Allahabad High Court
Principal Commissioner Central Goods ... vs M/S Parle Agro Private Limited on 14 November, 2025
Author: Saumitra Dayal Singh
Bench: Saumitra Dayal Singh
HIGH COURT OF JUDICATURE AT ALLAHABAD
Neutral Citation No. - 2025:AHC:203089-DB
HIGH COURT OF JUDICATURE AT ALLAHABAD
CENTRAL EXCISE APPEAL No. - 18 of 2021
Principal Commissioner Central Goods And Service Tax
.....Appellant(s)
Versus
M/S Parle Agro Private Limited
.....Respondent(s)
Counsel for Appellant(s)
:
Ramesh Chandra Shukla
Counsel for Respondent(s)
:
Namit Kumar Sharma
Court No. - 3
HON'BLE SAUMITRA DAYAL SINGH, J.
HON'BLE INDRAJEET SHUKLA, J.
1. Heard Sri R.C. Shukla, learned counsel for the revenue and Sri Bharat Rai Chandani through Video Conferencing along with Sri Namit Kumar Sharma, learned counsel for the assessee.
2. Present appeal has been filed under Section 35 (G) of the Central Excise Act, 1944 (hereinafter referred to as the 'Act') arising from the order of the Customs Excise & Service Tribunal (hereinafter referred to as the 'Tribunal') dated 25.05.2021 in Appeal No.E//70628 of 2019 filed by the assessee and appeal no.E/70674 of 2019 filed by the revenue.

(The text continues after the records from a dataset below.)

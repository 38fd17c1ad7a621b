use tracing::trace;

use crate::api::context::ChartContext;
use crate::core::{
    Interpolation, LineSeries, Path, RenderPhase, Transformer, ViewBounds, VisibleRange,
    build_curve_path, close_fill_path,
};
use crate::error::ChartResult;
use crate::render::{ComposeSurface, LineBuffer, Paint, RenderSurface};

use super::renderer::LineChartRenderer;

impl<S: ComposeSurface> LineChartRenderer<S> {
    /// Draws every visible series' stroke and fill, then blits the
    /// off-screen layer onto `target` once.
    ///
    /// Curved, dashed and from-zero strokes render into the layer; a plain
    /// straight-line series draws its segment batch directly onto `target`,
    /// keeping its fill there too. A zero-sized viewport defers the frame.
    pub fn draw_data(
        &mut self,
        context: &ChartContext,
        phase: RenderPhase,
        target: &mut S,
    ) -> ChartResult<()> {
        if !self.compositor.begin_frame(context.viewport())? {
            return Ok(());
        }
        self.init_buffers(context.data());

        let Self {
            compositor,
            line_buffers,
            ..
        } = self;
        let Some(layer) = compositor.layer() else {
            return Ok(());
        };

        for (position, series) in context.data().series().iter().enumerate() {
            if !series.is_visible() || series.is_empty() {
                continue;
            }
            trace!(
                series = %series.label(),
                mode = ?series.interpolation(),
                "drawing series"
            );

            if series.interpolation() == Interpolation::Linear && !series.is_from_zero() {
                let surface: &mut dyn RenderSurface = if series.is_dashed() {
                    &mut *layer
                } else {
                    &mut *target
                };
                draw_linear_series(&mut line_buffers[position], surface, context, phase, series)?;
            } else {
                draw_curved_series(&mut *layer, context, phase, series)?;
            }
        }

        compositor.composite(target)
    }
}

/// Straight-segment route through the reusable line buffer.
fn draw_linear_series(
    buffer: &mut LineBuffer,
    surface: &mut dyn RenderSurface,
    context: &ChartContext,
    phase: RenderPhase,
    series: &LineSeries,
) -> ChartResult<()> {
    let transformer = context.transformer(series.axis_dependency());
    let range = context.visible_range(series);
    let bounds = context.bounds();

    buffer.feed(series, range, phase);
    transformer.point_values_to_pixel(buffer.coordinates_mut());

    let paint = Paint::stroke(series.primary_color(), series.line_width())
        .with_dash(series.dash().cloned());
    stroke_segments(
        &mut *surface,
        series,
        range,
        buffer.coordinates(),
        &bounds,
        &paint,
    )?;

    if series.is_fill_enabled() {
        let stroke = build_curve_path(series, range, phase);
        let baseline = series.fill_baseline(context.axis_range(series.axis_dependency()));
        fill_under_stroke(surface, series, &stroke, baseline, transformer)?;
    }
    Ok(())
}

/// Path route for curved, dashed-curved and from-zero series: fill below,
/// stroke on top, both into the layer.
fn draw_curved_series(
    layer: &mut dyn RenderSurface,
    context: &ChartContext,
    phase: RenderPhase,
    series: &LineSeries,
) -> ChartResult<()> {
    let transformer = context.transformer(series.axis_dependency());
    let range = context.visible_range(series);

    let mut stroke = build_curve_path(series, range, phase);
    if stroke.is_empty() {
        return Ok(());
    }

    if series.is_fill_enabled() {
        let baseline = series.fill_baseline(context.axis_range(series.axis_dependency()));
        fill_under_stroke(&mut *layer, series, &stroke, baseline, transformer)?;
    }

    transformer.path_values_to_pixel(&mut stroke);
    let paint = Paint::stroke(series.primary_color(), series.line_width())
        .with_dash(series.dash().cloned());
    layer.stroke_path(&stroke, &paint)
}

/// Strokes the fed segment quads, one batch for a single-color series or one
/// culled line per segment when the palette cycles.
fn stroke_segments(
    surface: &mut dyn RenderSurface,
    series: &LineSeries,
    range: VisibleRange,
    coordinates: &[f64],
    bounds: &ViewBounds,
    paint: &Paint,
) -> ChartResult<()> {
    if series.colors().len() <= 1 {
        return surface.draw_line_batch(coordinates, paint);
    }

    let mut segment_paint = paint.clone();
    for (segment, quad) in coordinates.chunks_exact(4).enumerate() {
        if !bounds.is_in_bounds_right(quad[0]) {
            break;
        }
        // A segment entering above the top edge and leaving below the
        // bottom one is treated as off-screen.
        if !bounds.is_in_bounds_left(quad[2])
            || (!bounds.is_in_bounds_top(quad[1]) && !bounds.is_in_bounds_bottom(quad[3]))
        {
            continue;
        }

        segment_paint.color = series.color_at(range.min_index + segment);
        surface.draw_line(quad[0], quad[1], quad[2], quad[3], &segment_paint)?;
    }
    Ok(())
}

/// Closes a copy of the stroke path against the baseline and fills it with
/// the series' color or registered image, at the fill opacity.
fn fill_under_stroke(
    surface: &mut dyn RenderSurface,
    series: &LineSeries,
    stroke: &Path,
    baseline: f64,
    transformer: Transformer,
) -> ChartResult<()> {
    let mut filled = close_fill_path(stroke, baseline);
    if filled.is_empty() {
        return Ok(());
    }
    transformer.path_values_to_pixel(&mut filled);

    match series.fill_drawable() {
        Some(drawable) => surface.fill_path_image(&filled, drawable, series.fill_alpha()),
        None => surface.fill_path(&filled, series.fill_color().with_alpha(series.fill_alpha())),
    }
}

By that order the Tribunal has dismissed the revenue's appeal against grant of interest from the date of deposit and has allowed the assessee's appeal with respect to rate of interest. It is thus provided for payment of interest from the date of deposit (on the refundable amount) at the rate of 12%.
3. The present appeal has been admitted on the following questions:-
"(I) Whether the Hon'ble Tribunal is correct in upholding the order dated 28.05.2019 of the Commissioner (Appeals) of CGST, NOIDA granting interest on refund amount from the date of deposit beyond the provisions of Section 11BB/Section 35FF of the Central Excise Act, 1944, as the case may be ?
(II) Whether the Hon'ble Tribunal is correct in granting compensatory interest at higher rate than the prescribed @ of 6% notified vide Notification No.67/2003-C.E. (NT) dated 12.09.2003 under the provisions of Section 11BB of the Central Excise Act, 1944 i.e. beyond the purview of the Statute ?"
4. The facts in brief are, the assessee was engaged in manufacture of excisable product known as Non-Alcoholic Beverages Base (hereinafter referred to as 'NABB'). On information received against the assessee, with respect to allegation of evasion of excise duty by under-booking and transferring cost on group companies of NABB and mis-utilizing the Modvat credit in relation to manufacture of flavour i.e. NABB, the factory and office premises of the assessee company came to be searched by the DGIE (Central Excise) on 20.10.1993. During the course of search, documents were seized, Panchnama was drawn and statements were recorded. That led to issuance of show cause notice dated 04.04.1994, demanding differential duty Rs.2,66,26,717/- for the period 01.03.1989 to 30.11.1993 and further Rs.26,48,860/- for the period April 1989 to September 1992.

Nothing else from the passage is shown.